Большинство развитых монастырских распевов XIX в. основывается на знаменном распеве или его модификациях с большим или меньшим привнесением мелодического материала других распевов (греческого, болгарского), а также с обязательным наличием определенного количества самобытных местных мелодий. Именно таким образом дело обстоит в Валаамском и Соловецком распевах, в распеве Киево-Печерской лавры и в распеве Троице-Сергиевой лавры. Поэтому все распевы можно рассматривать как различные варианты, пусть иногда довольно далекие друг от друга, но всегда восходящие к некоему первоисточнику. Все это местные интерпретации или местные традиции, отпочковавшиеся от единого ствола древнерусской певческой традиции. В каждом из распевов можно выделить как бы несколько «культурных пластов»: пласт знаменного распева, пласт периода чина распевов и многораспевности, пласт поздних местных напевов, пласт гармонического переосмысления древних напевов. Все эти пласты не всегда образуют гармоническое единство и в некоторых распевах можно наблюдать черты эклектики. Вообще же новые монастырские распевы почти совершенно не изучались и не рассматривались как единые мелодические системы ни с точки зрения их внутренней структуры, ни с точки зрения их взаимоотношений между собой и в отношении их к общему первоисточнику, почему и говорить что-либо по этому поводу преждевременно. Следует отметить только, что распевы эти — интереснейшая попытка возродить богослужебное пение как единую совершенную мелодическую систему, попытка перехода от принципа концерта к принципу распева, от церковной музыки к богослужебному пеник> на основе стремления к воспроизведению высоких древних образцов.

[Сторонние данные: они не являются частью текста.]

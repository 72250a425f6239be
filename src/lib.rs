//! # vlk-common
//!
//! Geometry primitives for a game engine, no-std compatible: vectors,
//! matrices, quaternions and transforms whose math can run either at
//! runtime or inside `const` items, plus an alias-keyed content cache.
//!
//! ## Quick start
//!
//! ```
//! use vlk_common::{ConstEval, Matrix3, Matrix4, Vector2};
//!
//! // Runtime: rotate a point a quarter turn about the origin.
//! let r = Matrix3::rotation(core::f64::consts::FRAC_PI_2);
//! let p = r.transform_point(&Vector2::from_array([1.0, 1.0]));
//! assert!((p.x() + 1.0).abs() < 1e-12 && (p.y() - 1.0).abs() < 1e-12);
//!
//! // Compile time: the same factories through `ConstEval`.
//! const VIEW: Matrix4<f64> = ConstEval::<Matrix4<f64>>::rotation_y(0.5).get();
//! const DET: f64 = ConstEval(VIEW).determinant().get();
//! assert!((DET - 1.0).abs() < 1e-12);
//!
//! // Cofactor inverse for any square size.
//! let m = Matrix4::<f64>::new([
//!     [0.0, 1.0, 2.0, -2.0],
//!     [9.0, 8.0, 7.0, 0.0],
//!     [3.0, 4.0, 5.0, 4.0],
//!     [2.0, 6.0, 1.0, -7.0],
//! ]);
//! assert!((m.determinant() + 540.0).abs() < 1e-9);
//! assert!((m * m.inverse()).max_abs_diff(&Matrix4::identity()) < 1e-9);
//! ```
//!
//! ## Modules
//!
//! - [`math`]: scalar functions (`sin`, `atan2`, `sqrt`, `pow`, rounding,
//!   `sign`, …) in two forms: generic runtime functions over
//!   [`FloatScalar`], and constant-evaluable methods on [`ConstEval`].
//!
//! - [`matrix`]: fixed-size `Matrix<T, M, N>` with const-generic
//!   dimensions and column-major storage. [`Vector<T, N>`] is a 1-row
//!   matrix. Arithmetic, products, transposition, cofactor determinant,
//!   minors, adjugate and inverse for any square size, and the homogeneous
//!   factories on [`Matrix3`] (2D) and [`Matrix4`] (3D). Every operation
//!   that does transcendental math or is used by one also has a `const` form
//!   on `ConstEval<Matrix<…>>`.
//!
//! - [`quaternion`]: `(x, y, z, w)` rotation quaternion with Hamilton
//!   product, axis-angle and per-axis factories, and conversion to and from
//!   rotation matrices.
//!
//! - [`types`]: integer [`Point`]s and [`Area`]s, RGBA [`Color`]s.
//!
//! - [`transform`]: [`Transform2D`] / [`Transform3D`] values and the
//!   [`TransformTree`] arena that links them into parent hierarchies and
//!   rejects cycles (requires `alloc`).
//!
//! - [`content`]: [`Content<T>`](content::Content), a thread-safe cache of
//!   loaded resources keyed by alias, with `.meta` sidecar metadata and
//!   load/unload listeners (requires `content`).
//!
//! - [`traits`]: element traits. [`Scalar`] covers every matrix element,
//!   integers included; [`FloatScalar`] adds the float routines.
//!
//! ## Cargo features
//!
//! | Feature   | Default  | Description |
//! |-----------|----------|-------------|
//! | `std`     | yes      | Implies `alloc`. Hardware FPU via system libm |
//! | `alloc`   | via std  | `TransformTree` (heap-backed arena) |
//! | `content` | yes      | `Content<T>` cache; pulls in `parking_lot` and `log` |
//! | `libm`    | baseline | Pure-Rust software float fallback, always on |
//! | `all`     | no       | All features |

#![cfg_attr(not(feature = "std"), no_std)]

#[cfg(feature = "alloc")]
extern crate alloc;

#[cfg(feature = "content")]
pub mod content;
pub mod math;
pub mod matrix;
pub mod quaternion;
pub mod traits;
pub mod transform;
pub mod types;

pub use math::ConstEval;
pub use matrix::aliases::{
    Matrix1, Matrix2, Matrix2x3, Matrix3, Matrix3x2, Matrix3x4, Matrix4, Matrix4x3,
};
pub use matrix::vector::{
    ColumnVector, ColumnVector3, ColumnVector4, Vector, Vector2, Vector3, Vector4,
};
pub use matrix::Matrix;
pub use quaternion::Quaternion;
pub use traits::{FloatScalar, Scalar};
pub use transform::{Transform, Transform2D, Transform3D, TransformError};
#[cfg(feature = "alloc")]
pub use transform::{TransformId, TransformTree};
pub use types::{Area, Color, Point};

#[cfg(feature = "content")]
pub use content::Content;
//! Everything here is evaluated by the compiler: the `const` items fail to
//! build if any of the const paths stop being constant-evaluable.

use vlk_common::math::{self, ConstEval, HALF_PI, PI, TWO_PI};
use vlk_common::{Matrix3, Matrix4, Quaternion, Transform2D, Vector2, Vector3};

const TOL: f64 = 1e-4;

fn approx_eq(a: f64, b: f64, tol: f64) {
    assert!(
        (a - b).abs() < tol,
        "approx_eq failed: {a} vs {b}, diff = {}",
        (a - b).abs()
    );
}

// ── Scalars ─────────────────────────────────────────────────────────

const STEP: f64 = 0.01;
const SAMPLES: usize = (2.0 * TWO_PI / STEP) as usize + 1;

/// `[x, sin x, cos x]` over `[-2π, 2π]`, computed at compile time.
const TABLE: [[f64; 3]; SAMPLES] = {
    let mut out = [[0.0; 3]; SAMPLES];
    let mut i = 0;
    while i < SAMPLES {
        let x = -TWO_PI + i as f64 * STEP;
        out[i] = [x, ConstEval(x).sin().get(), ConstEval(x).cos().get()];
        i += 1;
    }
    out
};

#[test]
fn sin_cos_table_matches_runtime() {
    for [x, s, c] in TABLE {
        approx_eq(s, math::sin(x), TOL);
        approx_eq(c, math::cos(x), TOL);
    }
}

const ROOT_TWO: f64 = ConstEval(2.0_f64).sqrt().get();
const ANGLE: f64 = ConstEval(1.0_f64).atan2(ConstEval(-1.0)).get();
const CUBE: f64 = ConstEval(1.5_f64).pow(ConstEval(3.0)).get();
const WRAPPED: f64 = ConstEval(7.5_f64).fmod(ConstEval(2.0)).get();
const ROUNDED: [f64; 4] = [
    ConstEval(-2.5_f64).round().get(),
    ConstEval(-2.5_f64).floor().get(),
    ConstEval(-2.5_f64).ceil().get(),
    ConstEval(-2.5_f64).trunc().get(),
];
const SIGNS: [f32; 3] = [
    ConstEval(-4.0_f32).sign().get(),
    ConstEval(0.0_f32).sign().get(),
    ConstEval(9.0_f32).sign().get(),
];

#[test]
fn scalar_items() {
    approx_eq(ROOT_TWO, core::f64::consts::SQRT_2, 1e-12);
    approx_eq(ANGLE, 3.0 * PI / 4.0, 1e-9);
    approx_eq(CUBE, 3.375, 1e-6);
    approx_eq(WRAPPED, 1.5, 1e-9);
    assert_eq!(ROUNDED, [-3.0, -3.0, -2.0, -2.0]);
    assert_eq!(SIGNS, [-1.0, 0.0, 1.0]);
}

// ── Matrices ────────────────────────────────────────────────────────

const M: Matrix4<f64> = Matrix4::new([
    [0.0, 1.0, 2.0, -2.0],
    [9.0, 8.0, 7.0, 0.0],
    [3.0, 4.0, 5.0, 4.0],
    [2.0, 6.0, 1.0, -7.0],
]);
const M_DET: f64 = ConstEval(M).determinant().get();
const M_INV: Matrix4<f64> = ConstEval(M).inverse().get();
const M_ROUND_TRIP: Matrix4<f64> = ConstEval(M).mul(ConstEval(M_INV)).get();

#[test]
fn determinant_and_inverse() {
    approx_eq(M_DET, -540.0, 1e-9);
    approx_eq(M_DET, M.determinant(), 1e-9);
    assert!(M_ROUND_TRIP.max_abs_diff(&Matrix4::identity()) < TOL);
    assert!(M_INV.max_abs_diff(&M.inverse()) < 1e-12);
}

const QUARTER: Matrix3<f64> = ConstEval::<Matrix3<f64>>::rotation(HALF_PI).get();
const ROTATED: Vector3<f64> = ConstEval(QUARTER)
    .vecmul(ConstEval(Vector3::from_array([1.0, 1.0, 1.0])))
    .get();

#[test]
fn quarter_turn() {
    approx_eq(ROTATED.x(), -1.0, TOL);
    approx_eq(ROTATED.y(), 1.0, TOL);
    assert_eq!(ROTATED.z(), 1.0);
    assert!(QUARTER.max_abs_diff(&Matrix3::rotation(HALF_PI)) < 1e-12);
}

const EULER: Matrix4<f64> =
    ConstEval::<Matrix4<f64>>::rotation_euler(Vector3::from_array([0.1, 0.2, 0.3])).get();
const AXIS: Matrix4<f64> =
    ConstEval::<Matrix4<f64>>::from_axis_angle(Vector3::from_array([0.0, 0.0, 1.0]), 0.7).get();

#[test]
fn rotations_3d() {
    let euler = Vector3::from_array([0.1, 0.2, 0.3]);
    assert!(EULER.max_abs_diff(&Matrix4::rotation_euler(euler)) < 1e-12);
    assert!(AXIS.max_abs_diff(&Matrix4::rotation_z(0.7)) < 1e-12);
}

// ── Vectors, quaternions, transforms ────────────────────────────────

const UNIT: Vector3<f64> = ConstEval(Vector3::from_array([3.0_f64, 0.0, 4.0])).normalized().get();
const CROSS: Vector3<f64> = ConstEval(Vector3::from_array([1.0_f64, 0.0, 0.0]))
    .cross(ConstEval(Vector3::from_array([0.0, 1.0, 0.0])))
    .get();
const PERP: Vector2<f64> = ConstEval(Vector2::from_array([2.0_f64, 5.0])).perpendicular().get();

#[test]
fn vector_items() {
    approx_eq(UNIT.x(), 0.6, 1e-12);
    approx_eq(UNIT.z(), 0.8, 1e-12);
    assert_eq!(CROSS, Vector3::from_array([0.0, 0.0, 1.0]));
    assert_eq!(PERP, Vector2::from_array([5.0, -2.0]));
}

const SPIN: Quaternion<f64> = ConstEval::<Quaternion<f64>>::rotation_z(HALF_PI).get();
const SPUN: Vector3<f64> = ConstEval(SPIN).rotate(Vector3::from_array([1.0, 0.0, 0.0]));

#[test]
fn quaternion_items() {
    approx_eq(SPIN.dot(&Quaternion::rotation_z(HALF_PI)), 1.0, 1e-12);
    approx_eq(SPUN.x(), 0.0, 1e-12);
    approx_eq(SPUN.y(), 1.0, 1e-12);
}

const LOCAL: Transform2D<f64> = Transform2D::new(
    Vector2::from_array([5.0, 2.0]),
    HALF_PI,
    Vector2::from_array([0.5, 2.0]),
);
const LOCAL_POINT: Vector2<f64> = ConstEval(LOCAL)
    .matrix()
    .transform_point(Vector2::from_array([1.0, 3.0]));

#[test]
fn transform_items() {
    approx_eq(LOCAL_POINT.x(), -1.0, 1e-12);
    approx_eq(LOCAL_POINT.y(), 2.5, 1e-12);
    assert!(ConstEval(LOCAL).matrix().get().max_abs_diff(&LOCAL.matrix()) < 1e-12);
}
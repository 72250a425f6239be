//! `.meta` sidecar files: one `key=value` pair per line.
//!
//! Lines starting with `#` or `!` are comments. Blank lines and lines with
//! no `=`, an empty key, or an empty value are skipped. Only the first `=`
//! splits, so values may contain `=`. Keys and values are not trimmed.

use std::io::ErrorKind;
use std::path::Path;

use log::warn;

pub(crate) type Metadata = Vec<(String, String)>;

pub(crate) fn parse(text: &str) -> Metadata {
    text.lines()
        .filter(|line| !line.starts_with('#') && !line.starts_with('!'))
        .filter_map(|line| line.split_once('='))
        .filter(|(key, value)| !key.is_empty() && !value.is_empty())
        .map(|(key, value)| (key.to_owned(), value.to_owned()))
        .collect()
}

/// Parse the metadata file at `path`. A missing file means no metadata.
pub(crate) fn read(path: &Path) -> Metadata {
    match std::fs::read_to_string(path) {
        Ok(text) => parse(&text),
        Err(e) if e.kind() == ErrorKind::NotFound => Metadata::new(),
        Err(e) => {
            warn!("ignoring unreadable metadata file {}: {e}", path.display());
            Metadata::new()
        }
    }
}
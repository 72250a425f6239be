//! Scalar math with a runtime path and a compile-time path.
//!
//! Every function below has two forms:
//!
//! - the **runtime** form, a generic function over [`FloatScalar`] that
//!   forwards to the platform routine (`std` or `libm` via `num-traits`)
//!   with no extra work;
//! - the **constant-evaluable** form, a method on [`ConstEval<f32>`] /
//!   [`ConstEval<f64>`] implemented as a series or by rounding arithmetic,
//!   usable in `const` items.
//!
//! # Functions
//!
//! | Runtime | Const | Notes |
//! |---------|-------|-------|
//! | [`sin`], [`cos`] | `ConstEval::sin`, `ConstEval::cos` | |
//! | [`tan`] | `ConstEval::tan` | const form degrades near asymptotes |
//! | [`asin`], [`acos`], [`atan`] | `ConstEval::asin`, … | NaN outside `[-1, 1]` for asin/acos |
//! | [`atan2`] | `ConstEval::atan2` | four-quadrant |
//! | [`sqrt`] | `ConstEval::sqrt` | |
//! | [`pow`] | `ConstEval::pow` | const form: NaN for negative bases |
//! | [`fmod`] | `ConstEval::fmod` | const form loses accuracy as the divisor → 0 |
//! | [`ceil`], [`floor`], [`trunc`], [`round`] | `ConstEval::ceil`, … | round: half away from zero |
//! | [`abs`] | `ConstEval::abs` | |
//! | [`sign`] | `ConstEval::sign` | `-1`, `0` or `1`; `0` for NaN |
//!
//! # Example
//!
//! ```
//! use vlk_common::math::{self, ConstEval};
//!
//! const QUARTER_TURN: f64 = ConstEval(math::HALF_PI).sin().get();
//! assert!((QUARTER_TURN - math::sin(math::HALF_PI)).abs() < 1e-12);
//!
//! assert_eq!(math::sign(-3.0_f64), -1.0);
//! assert_eq!(math::sign(f64::NAN), 0.0);
//! ```

mod const_eval;
pub(crate) mod series;

#[cfg(test)]
mod tests;

pub use const_eval::ConstEval;

use crate::traits::{FloatScalar, Scalar};

/// π
pub const PI: f64 = core::f64::consts::PI;
/// 2π
pub const TWO_PI: f64 = core::f64::consts::TAU;
/// π/2
pub const HALF_PI: f64 = core::f64::consts::FRAC_PI_2;

/// π in `T`.
#[inline]
pub fn pi<T: FloatScalar>() -> T {
    T::PI()
}

/// 2π in `T`.
#[inline]
pub fn two_pi<T: FloatScalar>() -> T {
    T::PI() + T::PI()
}

/// π/2 in `T`.
#[inline]
pub fn half_pi<T: FloatScalar>() -> T {
    T::FRAC_PI_2()
}

// ── Trigonometry ────────────────────────────────────────────────────

#[inline]
pub fn sin<T: FloatScalar>(x: T) -> T {
    x.sin()
}

#[inline]
pub fn cos<T: FloatScalar>(x: T) -> T {
    x.cos()
}

#[inline]
pub fn tan<T: FloatScalar>(x: T) -> T {
    x.tan()
}

#[inline]
pub fn asin<T: FloatScalar>(x: T) -> T {
    x.asin()
}

#[inline]
pub fn acos<T: FloatScalar>(x: T) -> T {
    x.acos()
}

#[inline]
pub fn atan<T: FloatScalar>(x: T) -> T {
    x.atan()
}

/// Four-quadrant arctangent of `y / x`.
#[inline]
pub fn atan2<T: FloatScalar>(y: T, x: T) -> T {
    y.atan2(x)
}

// ── Powers ──────────────────────────────────────────────────────────

#[inline]
pub fn sqrt<T: FloatScalar>(x: T) -> T {
    x.sqrt()
}

#[inline]
pub fn pow<T: FloatScalar>(base: T, exponent: T) -> T {
    base.powf(exponent)
}

/// Remainder of `a / b` with the sign of `a`.
#[inline]
pub fn fmod<T: FloatScalar>(a: T, b: T) -> T {
    a % b
}

// ── Rounding ────────────────────────────────────────────────────────

#[inline]
pub fn ceil<T: FloatScalar>(x: T) -> T {
    x.ceil()
}

#[inline]
pub fn floor<T: FloatScalar>(x: T) -> T {
    x.floor()
}

#[inline]
pub fn trunc<T: FloatScalar>(x: T) -> T {
    x.trunc()
}

/// Rounds half-way cases away from zero.
#[inline]
pub fn round<T: FloatScalar>(x: T) -> T {
    x.round()
}

#[inline]
pub fn abs<T: FloatScalar>(x: T) -> T {
    x.abs()
}

/// `(0 < t) − (t < 0)`: exactly `-1`, `0` or `1`.
///
/// Both comparisons are false for NaN, so NaN maps to `0`. Works for
/// integers as well as floats.
#[inline]
pub fn sign<T: Scalar + PartialOrd>(t: T) -> T {
    let zero = T::zero();
    if zero < t {
        T::one()
    } else if t < zero {
        zero - T::one()
    } else {
        zero
    }
}
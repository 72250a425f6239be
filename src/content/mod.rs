//! Alias-keyed cache of loaded resources with `.meta` sidecar metadata.
//!
//! A [`Content<T>`] maps string aliases to shared instances of `T`. Each
//! [`load`](Content::load) resolves `prefix + path`, builds the value
//! through [`Load`], and reads `prefix + path + ".meta"` (see the format in
//! [`Content::metadata`]). Loading under an alias that is already taken
//! replaces the old entry and its metadata.
//!
//! Reads take a shared lock. Loads and unloads hold an upgradable read
//! while they construct the value and notify listeners, and only upgrade
//! to an exclusive lock to swap the map entry.
//!
//! ```no_run
//! use std::path::Path;
//! use vlk_common::content::{Content, Load};
//!
//! struct Text(String);
//!
//! impl Load for Text {
//!     type Error = std::io::Error;
//!     fn load(path: &Path) -> Result<Self, Self::Error> {
//!         std::fs::read_to_string(path).map(Text)
//!     }
//! }
//!
//! let cache = Content::<Text>::new();
//! if cache.load("greeting.txt", "greeting") {
//!     println!("{}", cache.get("greeting").unwrap().0);
//!     println!("{:?}", cache.metadata("greeting", "language"));
//! }
//! ```

mod meta;

use std::collections::HashMap;
use std::fmt;
use std::path::{Path, PathBuf};
use std::sync::Arc;

use log::{debug, warn};
use parking_lot::{RwLock, RwLockUpgradableReadGuard};

use meta::Metadata;

/// The prefix a new [`Content`] resolves paths against.
pub const DEFAULT_PREFIX: &str = "content/";

/// Construction of a cached value from a file path.
pub trait Load: Sized {
    type Error: fmt::Display;

    fn load(path: &Path) -> Result<Self, Self::Error>;
}

/// Notification sent to listeners registered with [`Content::subscribe`].
#[derive(Debug)]
pub enum ContentEvent<'a, T> {
    /// A value was stored under `alias`.
    Loaded { alias: &'a str, content: &'a Arc<T> },
    /// The value under `alias` is about to be dropped from the cache, either
    /// by an unload or because a reload replaces it.
    Unloaded { alias: &'a str, content: &'a Arc<T> },
}

type Listener<T> = Box<dyn Fn(&ContentEvent<'_, T>) + Send + Sync>;

/// Errors from [`Content`] configuration.
#[derive(Debug, Clone, PartialEq, Eq)]
pub enum ContentError {
    /// The prefix does not end in `/`. Carries the rejected prefix.
    InvalidPrefix(String),
}

impl fmt::Display for ContentError {
    fn fmt(&self, f: &mut fmt::Formatter<'_>) -> fmt::Result {
        match self {
            ContentError::InvalidPrefix(p) => {
                write!(f, "content prefix {p:?} must end in a forward slash")
            }
        }
    }
}

impl std::error::Error for ContentError {}

struct Entry<T> {
    value: Arc<T>,
    metadata: Metadata,
}

struct State<T> {
    prefix: String,
    entries: HashMap<String, Entry<T>>,
}

/// Thread-safe cache of `T` values keyed by alias.
///
/// Listener callbacks run while the cache holds a read lock: they may call
/// [`get`](Self::get) and [`metadata`](Self::metadata), but must not load,
/// unload, or subscribe on the same cache.
pub struct Content<T> {
    state: RwLock<State<T>>,
    listeners: RwLock<Vec<Listener<T>>>,
}

impl<T> Default for Content<T> {
    fn default() -> Self {
        Self {
            state: RwLock::new(State {
                prefix: DEFAULT_PREFIX.to_owned(),
                entries: HashMap::new(),
            }),
            listeners: RwLock::new(Vec::new()),
        }
    }
}

impl<T> fmt::Debug for Content<T> {
    fn fmt(&self, f: &mut fmt::Formatter<'_>) -> fmt::Result {
        let state = self.state.read();
        f.debug_struct("Content")
            .field("prefix", &state.prefix)
            .field("aliases", &state.entries.keys().collect::<Vec<_>>())
            .finish()
    }
}

impl<T> Content<T> {
    pub fn new() -> Self {
        Self::default()
    }

    /// The directory prefix prepended to every load path.
    pub fn prefix(&self) -> String {
        self.state.read().prefix.clone()
    }

    /// Replace the prefix. It must end in `/`; otherwise the current prefix
    /// is kept and an error returned.
    pub fn set_prefix(&self, prefix: impl Into<String>) -> Result<(), ContentError> {
        let prefix = prefix.into();
        if !prefix.ends_with('/') {
            return Err(ContentError::InvalidPrefix(prefix));
        }
        self.state.write().prefix = prefix;
        Ok(())
    }

    /// Register a callback for load and unload notifications.
    pub fn subscribe(&self, listener: impl Fn(&ContentEvent<'_, T>) + Send + Sync + 'static) {
        self.listeners.write().push(Box::new(listener));
    }

    fn emit(&self, event: ContentEvent<'_, T>) {
        for listener in self.listeners.read().iter() {
            listener(&event);
        }
    }

    /// The value stored under `alias`.
    pub fn get(&self, alias: &str) -> Option<Arc<T>> {
        self.state.read().entries.get(alias).map(|e| Arc::clone(&e.value))
    }

    pub fn contains(&self, alias: &str) -> bool {
        self.state.read().entries.contains_key(alias)
    }

    pub fn len(&self) -> usize {
        self.state.read().entries.len()
    }

    pub fn is_empty(&self) -> bool {
        self.state.read().entries.is_empty()
    }

    /// Metadata value for `key` under `alias`, if both exist.
    ///
    /// Metadata comes from the `.meta` file next to the loaded path: one
    /// `key=value` per line, `#` and `!` lines are comments, and lines with
    /// no `=`, an empty key or an empty value are skipped. When a key is
    /// repeated the first occurrence wins.
    pub fn metadata(&self, alias: &str, key: &str) -> Option<String> {
        let state = self.state.read();
        let entry = state.entries.get(alias)?;
        entry
            .metadata
            .iter()
            .find(|(k, _)| k == key)
            .map(|(_, v)| v.clone())
    }

    /// Drop the value under `alias` and its metadata. Returns `false` if
    /// nothing was stored under it.
    pub fn unload(&self, alias: &str) -> bool {
        let state = self.state.upgradable_read();
        let Some(entry) = state.entries.get(alias) else {
            return false;
        };
        self.emit(ContentEvent::Unloaded {
            alias,
            content: &entry.value,
        });

        let mut state = RwLockUpgradableReadGuard::upgrade(state);
        state.entries.remove(alias);
        debug!("unloaded content {alias:?}");
        true
    }
}

impl<T: Load> Content<T> {
    /// Build a `T` from `prefix + path` and store it under `alias`.
    ///
    /// Returns `false`, leaving the cache untouched, if construction fails.
    /// An existing entry under `alias` is announced as unloaded, then
    /// replaced together with its metadata.
    pub fn load(&self, path: &str, alias: &str) -> bool {
        let state = self.state.upgradable_read();
        let full = PathBuf::from(format!("{}{path}", state.prefix));

        let value = match T::load(&full) {
            Ok(value) => Arc::new(value),
            Err(e) => {
                warn!("failed to load content {alias:?} from {}: {e}", full.display());
                return false;
            }
        };
        let metadata = meta::read(&PathBuf::from(format!("{}{path}.meta", state.prefix)));

        if let Some(old) = state.entries.get(alias) {
            self.emit(ContentEvent::Unloaded {
                alias,
                content: &old.value,
            });
            debug!("replacing content {alias:?} with {}", full.display());
        } else {
            debug!("loaded content {alias:?} from {}", full.display());
        }

        let mut state = RwLockUpgradableReadGuard::upgrade(state);
        state.entries.insert(
            alias.to_owned(),
            Entry {
                value: Arc::clone(&value),
                metadata,
            },
        );
        drop(state);

        self.emit(ContentEvent::Loaded {
            alias,
            content: &value,
        });
        true
    }
}

#[cfg(test)]
mod tests {
    use super::*;
    use std::sync::atomic::{AtomicUsize, Ordering};
    use std::sync::Mutex;

    /// Loads succeed for any path containing "ok"; the value is the path.
    #[derive(Debug)]
    struct Stub(PathBuf);

    impl Load for Stub {
        type Error = &'static str;
        fn load(path: &Path) -> Result<Self, Self::Error> {
            if path.to_string_lossy().contains("ok") {
                Ok(Stub(path.to_owned()))
            } else {
                Err("rejected")
            }
        }
    }

    #[test]
    fn default_prefix() {
        assert_eq!(Content::<Stub>::new().prefix(), "content/");
    }

    #[test]
    fn invalid_prefix_keeps_current() {
        let cache = Content::<Stub>::new();
        assert_eq!(
            cache.set_prefix("invalid prefix"),
            Err(ContentError::InvalidPrefix("invalid prefix".into()))
        );
        assert_eq!(cache.prefix(), "content/");
        assert!(cache.set_prefix("").is_err());
        cache.set_prefix("assets/").unwrap();
        assert_eq!(cache.prefix(), "assets/");
    }

    #[test]
    fn load_resolves_against_prefix() {
        let cache = Content::<Stub>::new();
        assert!(cache.load("ok.bin", "a"));
        assert_eq!(cache.get("a").unwrap().0, PathBuf::from("content/ok.bin"));
        assert!(cache.contains("a"));
        assert_eq!(cache.len(), 1);
    }

    #[test]
    fn failed_load_leaves_cache_untouched() {
        let cache = Content::<Stub>::new();
        assert!(cache.load("ok.bin", "a"));
        assert!(!cache.load("bad.bin", "a"));
        assert_eq!(cache.get("a").unwrap().0, PathBuf::from("content/ok.bin"));
        assert!(!cache.load("bad.bin", "b"));
        assert!(cache.get("b").is_none());
    }

    #[test]
    fn unload() {
        let cache = Content::<Stub>::new();
        assert!(cache.load("ok.bin", "a"));
        assert!(cache.unload("a"));
        assert!(!cache.unload("a"));
        assert!(cache.is_empty());
        assert_eq!(cache.metadata("a", "anything"), None);
    }

    #[test]
    fn events_in_order() {
        let cache = Content::<Stub>::new();
        let log = Arc::new(Mutex::new(Vec::new()));
        let sink = Arc::clone(&log);
        cache.subscribe(move |event| {
            let line = match event {
                ContentEvent::Loaded { alias, .. } => format!("load {alias}"),
                ContentEvent::Unloaded { alias, .. } => format!("unload {alias}"),
            };
            sink.lock().unwrap().push(line);
        });

        cache.load("ok.1", "a");
        cache.load("ok.2", "a");
        cache.load("nope", "a");
        cache.unload("a");
        assert_eq!(
            *log.lock().unwrap(),
            vec!["load a", "unload a", "load a", "unload a"]
        );
    }

    #[test]
    fn listeners_may_read_the_cache() {
        let cache = Arc::new(Content::<Stub>::new());
        let seen = Arc::new(AtomicUsize::new(0));
        let (reader, counter) = (Arc::clone(&cache), Arc::clone(&seen));
        cache.subscribe(move |event| {
            if let ContentEvent::Unloaded { alias, .. } = event {
                // still present while the unload is announced
                assert!(reader.get(alias).is_some());
                counter.fetch_add(1, Ordering::SeqCst);
            }
        });
        cache.load("ok", "a");
        cache.unload("a");
        assert_eq!(seen.load(Ordering::SeqCst), 1);
    }

    #[test]
    fn error_display() {
        let e = ContentError::InvalidPrefix("x".into());
        assert_eq!(e.to_string(), "content prefix \"x\" must end in a forward slash");
    }
}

Кроме Валаамского, Соловецкого, Киево-Печерского и Троице-Сергиевского распевов — распевов полных и развитых, чьи издания выходили в разное время в начале XX в., существовало значительное количество неполных монастырских напевов — напев Оптиной пустыни, напев Глинской пустыни, Гефсиманский напев и многие другие напевы, вершиной которых являются, очевидно, все же оптинские подобны. Можно сказать, что XIX век есть век особого расцвета этих полных и неполных монастырских распевов, проникнутых самым высоким и чистым религиозным горением и вместе с тем исполненных такой простотой, сочинить которые никакой композитор не сможет. В них нет того интеллектуального накала и того высокого богос-ловствования, до которого поднимается порой система распевов XV-XVI вв., но есть то детское простосердечие, которое оказывается иногда выше самого высокого богословия. Трудно подобрать визуальную параллель этому пению, но можно провести аналогию литературную, и аналогией этой будут «Откровенные рассказы странника», ибо это именно пение странников, паломников, простых богомольцев, странноприимных господ и всех тех, кто описан в этой знаменитой книге.

В XIX в. особо почитались также некоторые московские распевы, а из них прежде всего Напев Успенского собора и Напев Симонова монастыря, которые никогда не издавались и существуют только в рукописях. Напев Симонова монастыря — особая четырехголосная версия знаменного распева. Основной его особенностью было специфическое очень тихое и нежное исполнение. Такое исполнение и самый характер мелодий производили очень сильное впечатление, в результате чего симоновское пение славилось по всей России. С Симоновским же монастырем связана деятельность монашествующего композитора иеромонаха Виктора, в миру — Василия Высоцкого (1791–1871), ибо именно здесь он подвизался в качестве уставщика и регента. Другой известный композитор — монах архимандрит Феофан (в миру Федор Александров) был сначала регентом хора Петербургской Духовной семинарии, а впоследствии стал настоятелем Донского монастыря в Москве. Творчество этих монашествующих композиторов, по-особому любимое всеми верующими, являет собой сколок монастырского пения и замечательный пример некоего творческого смирения, приносящего удивительные и душеспасительные плоды. Таким образом, монастырская певческая деятельность представляет собой значительный контраст композиторской деятельности и намечает свои особые пути, которые, согласно велениям Святейшего Синода, можно надеяться, восстановят древнее пение, а вместе с ним и всю древнерусскую певческую систему.